McHenry told The Bond Buyer in a recent interview that the hearing would focus on states’ short-term fiscal problems, such as their loss of revenue and budget gaps, as well as long-term problems like unfunded pension liabilities and whether states’ pension disclosures are adequate.
Also on Wednesday, three House Republicans — Reps. Devin Nunes and Darrell Issa from California, as well as Paul Ryan from Wisconsin — are expected to introduce a bill that they have said would improve state and local pension disclosures. Issa chairs the full House Oversight and Government Reform Committee.

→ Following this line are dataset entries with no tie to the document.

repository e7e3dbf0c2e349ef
//! Caller-facing storage API.
//!
//! Every call becomes a task on the queue and waits for the worker to finish it,
//! so concurrent callers are served strictly in the order they called.

use bytes::Bytes;
use cordstore_shared::{MessageId, ObjectId};
use tracing::instrument;

use crate::queue::{FileOperation, FolderOperation, StorageTaskQueue, TaskKind, TaskOutput};
use crate::storage::{DeletionSummary, StorageError, StorageResult, StoredObject};

/// Handle for queueing storage operations.
#[derive(Debug, Clone)]
pub struct StorageService {
    queue: StorageTaskQueue,
}

impl StorageService {
    /// Create a service over a task queue.
    #[must_use]
    pub fn new(queue: StorageTaskQueue) -> Self {
        Self { queue }
    }

    /// Store `content` as `name` under folder `path`.
    ///
    /// Returns the new object's id and its message ids in chunk order.
    #[instrument(skip(self, content), fields(size = content.len()))]
    pub async fn upload_file(
        &self,
        path: &str,
        name: &str,
        content: Bytes,
    ) -> StorageResult<(ObjectId, Vec<MessageId>)> {
        let object_id = ObjectId::new();
        let kind = TaskKind::File(FileOperation::Upload {
            object_id,
            name: name.to_string(),
            content,
        });
        match self.queue.enqueue(path, kind).await? {
            TaskOutput::Stored {
                object_id,
                message_ids,
            } => Ok((object_id, message_ids)),
            other => Err(unexpected(&other)),
        }
    }

    /// Read an object back.
    #[instrument(skip(self))]
    pub async fn get_file(&self, object_id: ObjectId) -> StorageResult<StoredObject> {
        let kind = TaskKind::File(FileOperation::Read { object_id });
        match self.queue.enqueue(object_id.to_string(), kind).await? {
            TaskOutput::Retrieved(object) => Ok(object),
            other => Err(unexpected(&other)),
        }
    }

    /// Delete an object.
    #[instrument(skip(self))]
    pub async fn delete_file(&self, object_id: ObjectId) -> StorageResult<DeletionSummary> {
        let kind = TaskKind::File(FileOperation::Delete { object_id });
        match self.queue.enqueue(object_id.to_string(), kind).await? {
            TaskOutput::Removed { summary, .. } => Ok(summary),
            other => Err(unexpected(&other)),
        }
    }

    /// Create a folder.
    pub async fn create_folder(&self, path: &str) -> StorageResult<()> {
        self.folder(path, FolderOperation::Create).await
    }

    /// Delete a folder.
    pub async fn delete_folder(&self, path: &str) -> StorageResult<()> {
        self.folder(path, FolderOperation::Delete).await
    }

    /// List a folder.
    pub async fn get_folder(&self, path: &str) -> StorageResult<()> {
        self.folder(path, FolderOperation::Read).await
    }

    async fn folder(&self, path: &str, operation: FolderOperation) -> StorageResult<()> {
        let output = self.queue.enqueue(path, TaskKind::Folder(operation)).await?;
        Err(unexpected(&output))
    }
}

fn unexpected(output: &TaskOutput) -> StorageError {
    StorageError::internal(format!("unexpected task output: {output:?}"))
}

#[cfg(test)]
mod tests {
    use std::sync::Arc;

    use cordstore_shared::{ChannelId, ErrorKind, StorageConfig};
    use tokio_util::sync::CancellationToken;

    use super::*;
    use crate::catalog::InMemoryCatalog;
    use crate::queue::{StorageWorker, storage_task_queue};
    use crate::testing::MockChannel;

    struct Harness {
        service: StorageService,
        channel: Arc<MockChannel>,
        token: CancellationToken,
    }

    fn start() -> Harness {
        let channel = Arc::new(MockChannel::new());
        let (queue, receiver) = storage_task_queue();
        let worker = StorageWorker::new(
            Arc::clone(&channel),
            Arc::new(InMemoryCatalog::new()),
            ChannelId(9),
            StorageConfig::default()
                .with_max_chunk_size(3)
                .with_max_attachments_per_message(2),
        );
        let token = CancellationToken::new();
        let worker_token = token.clone();
        tokio::spawn(async move { worker.run(receiver, worker_token).await });
        Harness {
            service: StorageService::new(queue),
            channel,
            token,
        }
    }

    #[tokio::test]
    async fn test_upload_get_delete() {
        let h = start();

        let (object_id, message_ids) = h
            .service
            .upload_file("/", "hello.txt", Bytes::from_static(b"hello, world"))
            .await
            .unwrap();
        assert_eq!(message_ids.len(), 2);

        let object = h.service.get_file(object_id).await.unwrap();
        assert_eq!(object.name, "hello.txt");
        assert_eq!(object.content, Bytes::from_static(b"hello, world"));

        let summary = h.service.delete_file(object_id).await.unwrap();
        assert_eq!(summary.deleted, 2);
        assert_eq!(h.channel.message_count(), 0);

        let err = h.service.get_file(object_id).await.unwrap_err();
        assert_eq!(err.kind(), ErrorKind::NotFound);
        h.token.cancel();
    }

    #[tokio::test]
    async fn test_concurrent_callers_are_all_served() {
        let h = start();
        let service = h.service.clone();

        let uploads = (0..5).map(|i| {
            let service = service.clone();
            async move {
                service
                    .upload_file("/", &format!("file-{i}.bin"), Bytes::from(vec![i; 7]))
                    .await
            }
        });
        let results = futures::future::join_all(uploads).await;

        for (i, result) in results.into_iter().enumerate() {
            let (object_id, _) = result.unwrap();
            let object = h.service.get_file(object_id).await.unwrap();
            assert_eq!(object.name, format!("file-{i}.bin"));
            assert_eq!(object.content.len(), 7);
        }
        h.token.cancel();
    }

    #[tokio::test]
    async fn test_folder_operations_report_not_implemented() {
        let h = start();

        for result in [
            h.service.create_folder("/a").await,
            h.service.get_folder("/a").await,
            h.service.delete_folder("/a").await,
        ] {
            assert_eq!(result.unwrap_err().kind(), ErrorKind::NotImplemented);
        }
        h.token.cancel();
    }

    #[tokio::test]
    async fn test_calls_fail_once_worker_is_gone() {
        let h = start();
        h.token.cancel();
        tokio::task::yield_now().await;

        let err = loop {
            match h.service.create_folder("/a").await {
                Err(e) if e.kind() == ErrorKind::Cancelled => break e,
                _ => tokio::task::yield_now().await,
            }
        };
        assert!(matches!(err, StorageError::Cancelled(_)));
    }
}
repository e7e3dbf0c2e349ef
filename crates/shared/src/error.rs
//! Error taxonomy shared by every storage operation.
//!
//! Each layer defines its own `thiserror` enum; they all classify into one of
//! these kinds so callers can decide how to surface a failure.

use serde::Serialize;

/// Classification of a failed storage operation.
#[derive(Debug, Clone, Copy, PartialEq, Eq, Hash, Serialize)]
#[serde(rename_all = "SCREAMING_SNAKE_CASE")]
pub enum ErrorKind {
    /// Malformed or empty input.
    Validation,
    /// Object or message absent.
    NotFound,
    /// Transport failure, unexpected fault, or assembly failure.
    Internal,
    /// Operation exists in the task model but has no handler yet.
    NotImplemented,
    /// The task was dropped before the worker picked it up.
    Cancelled,
}

impl ErrorKind {
    /// Returns the process exit status for this kind (BSD `sysexits` values).
    #[must_use]
    pub const fn exit_code(self) -> u8 {
        match self {
            Self::Validation => 65,
            Self::NotFound => 66,
            Self::NotImplemented => 69,
            Self::Internal => 70,
            Self::Cancelled => 75,
        }
    }

    /// Returns the machine-readable error code.
    #[must_use]
    pub const fn error_code(self) -> &'static str {
        match self {
            Self::Validation => "VALIDATION_ERROR",
            Self::NotFound => "NOT_FOUND",
            Self::Internal => "INTERNAL_ERROR",
            Self::NotImplemented => "NOT_IMPLEMENTED",
            Self::Cancelled => "CANCELLED",
        }
    }
}

impl std::fmt::Display for ErrorKind {
    fn fmt(&self, f: &mut std::fmt::Formatter<'_>) -> std::fmt::Result {
        f.write_str(self.error_code())
    }
}

#[cfg(test)]
#[path = "error_tests.rs"]
mod tests;
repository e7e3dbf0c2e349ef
//! Process-local catalog.

use cordstore_shared::{MessageId, ObjectId};
use dashmap::DashMap;
use dashmap::mapref::entry::Entry;

use super::{CatalogError, ObjectCatalog, ObjectRecord};

/// Catalog held in memory, lost when the process exits.
///
/// Name uniqueness is enforced through a second map from name to id.
#[derive(Debug, Default)]
pub struct InMemoryCatalog {
    records: DashMap<ObjectId, ObjectRecord>,
    names: DashMap<String, ObjectId>,
}

impl InMemoryCatalog {
    /// Create an empty catalog.
    #[must_use]
    pub fn new() -> Self {
        Self::default()
    }

    /// Number of records.
    #[must_use]
    pub fn len(&self) -> usize {
        self.records.len()
    }

    /// Whether the catalog holds no records.
    #[must_use]
    pub fn is_empty(&self) -> bool {
        self.records.is_empty()
    }

    /// Look up a record by id.
    #[must_use]
    pub fn get(&self, object_id: ObjectId) -> Option<ObjectRecord> {
        self.records.get(&object_id).map(|r| r.value().clone())
    }
}

impl ObjectCatalog for InMemoryCatalog {
    async fn resolve_message_ids(&self, object_id: ObjectId) -> Result<Vec<MessageId>, CatalogError> {
        self.records
            .get(&object_id)
            .map(|r| r.message_ids.clone())
            .ok_or(CatalogError::NotFound(object_id))
    }

    async fn persist_message_ids(&self, record: ObjectRecord) -> Result<(), CatalogError> {
        let Entry::Vacant(name_slot) = self.names.entry(record.name.clone()) else {
            return Err(CatalogError::Conflict(record.name));
        };
        match self.records.entry(record.object_id) {
            Entry::Occupied(_) => Err(CatalogError::DuplicateId(record.object_id)),
            Entry::Vacant(record_slot) => {
                name_slot.insert(record.object_id);
                record_slot.insert(record);
                Ok(())
            }
        }
    }

    async fn remove_object(&self, object_id: ObjectId) -> Result<(), CatalogError> {
        let (_, record) = self
            .records
            .remove(&object_id)
            .ok_or(CatalogError::NotFound(object_id))?;
        self.names.remove(&record.name);
        Ok(())
    }

    async fn mark_corrupted(&self, object_id: ObjectId) -> Result<(), CatalogError> {
        let mut record = self
            .records
            .get_mut(&object_id)
            .ok_or(CatalogError::NotFound(object_id))?;
        record.corrupted = true;
        Ok(())
    }

    async fn find_by_name(&self, name: &str) -> Result<Option<ObjectRecord>, CatalogError> {
        let Some(object_id) = self.names.get(name).map(|id| *id) else {
            return Ok(None);
        };
        Ok(self.get(object_id))
    }

    async fn list_objects(&self) -> Result<Vec<ObjectRecord>, CatalogError> {
        let mut records: Vec<ObjectRecord> =
            self.records.iter().map(|r| r.value().clone()).collect();
        records.sort_by(|a, b| {
            a.created_at
                .cmp(&b.created_at)
                .then_with(|| a.object_id.cmp(&b.object_id))
        });
        Ok(records)
    }
}
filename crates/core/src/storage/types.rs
//! Chunk and object types passed between the codec and the channel drivers.

use bytes::Bytes;

/// A bounded-size slice of an object, tagged with its position.
///
/// Lives only while an upload is in flight.
#[derive(Debug, Clone, PartialEq, Eq)]
pub struct Chunk {
    /// Zero-based position within the object.
    pub index: usize,
    /// Chunk bytes, a view into the object's buffer.
    pub payload: Bytes,
    /// `"<originalName>.part<index+1>"`.
    pub source_name: String,
}

/// A chunk downloaded back from the channel, waiting for reassembly.
#[derive(Debug, Clone, PartialEq, Eq)]
pub struct FilePart {
    /// Zero-based position within the object.
    pub index: usize,
    /// Downloaded bytes.
    pub content: Bytes,
    /// Attachment name the chunk was stored under.
    pub raw_file_name: String,
}

/// An object reassembled from its chunks.
#[derive(Debug, Clone, PartialEq, Eq)]
pub struct StoredObject {
    /// Original name recovered from the first chunk.
    pub name: String,
    /// Object bytes.
    pub content: Bytes,
}
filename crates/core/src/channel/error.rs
//! Channel error types.

use std::time::Duration;

use thiserror::Error;

type BoxError = Box<dyn std::error::Error + Send + Sync>;

/// Errors reported by a channel client.
#[derive(Debug, Error)]
pub enum ChannelError {
    /// The message or attachment does not exist (anymore).
    #[error("not found: {0}")]
    NotFound(String),

    /// The channel refused the request because of rate limits.
    #[error("rate limited, retry after {}ms", .retry_after.as_millis())]
    RateLimited {
        /// Delay advertised by the channel.
        retry_after: Duration,
    },

    /// The channel answered with an unexpected status.
    #[error("request failed with status {status}: {body}")]
    Status {
        /// HTTP status code.
        status: u16,
        /// Response body, possibly truncated.
        body: String,
    },

    /// The request never produced a response.
    #[error("transport error: {0}")]
    Transport(#[source] BoxError),

    /// The response could not be understood.
    #[error("invalid response: {0}")]
    InvalidResponse(String),

    /// The request was cancelled before it completed.
    #[error("request cancelled")]
    Cancelled,
}

impl ChannelError {
    /// Create a not found error.
    #[must_use]
    pub fn not_found(what: impl Into<String>) -> Self {
        Self::NotFound(what.into())
    }

    /// Create a transport error from any error or message.
    #[must_use]
    pub fn transport(err: impl Into<BoxError>) -> Self {
        Self::Transport(err.into())
    }

    /// Create an invalid response error.
    #[must_use]
    pub fn invalid_response(msg: impl Into<String>) -> Self {
        Self::InvalidResponse(msg.into())
    }

    /// Whether the error means the target does not exist.
    #[must_use]
    pub fn is_not_found(&self) -> bool {
        matches!(self, Self::NotFound(_))
    }
}
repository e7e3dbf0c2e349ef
//! Common types used across the application.

pub mod id;

pub use id::*;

Sources say the bill will be similar to, but will contain some changes from, a measure the three lawmakers introduced in December. That bill would have prohibited states and localities from issuing new tax-exempt debt or receiving federal subsidies on taxable debt if they did not file annual reports on their pension plans with the Treasury Department that complied with uniform standards.
In their letter to lawmakers, NGA members said: “For the last three years, states have faced growing budget deficits and in each of those years, they have closed those deficits by spending cuts and when necessary increasing taxes. Governors and legislators have had to make tough and politically unfavorable decisions to be fiscally responsible and balance our budgets. Throughout this process, our colleagues never contemplated walking away from our obligations to our constituents or to the bond markets by requesting that the federal government allow states to receive bankruptcy protection.”
The bankruptcy proposals being explored “suggest that a bankruptcy court is better able to overcome political differences, restore fiscal stability, and manage the finances of a state,” the governors said. “These assertions are false and serve only to threaten the fabric of state and local finance.”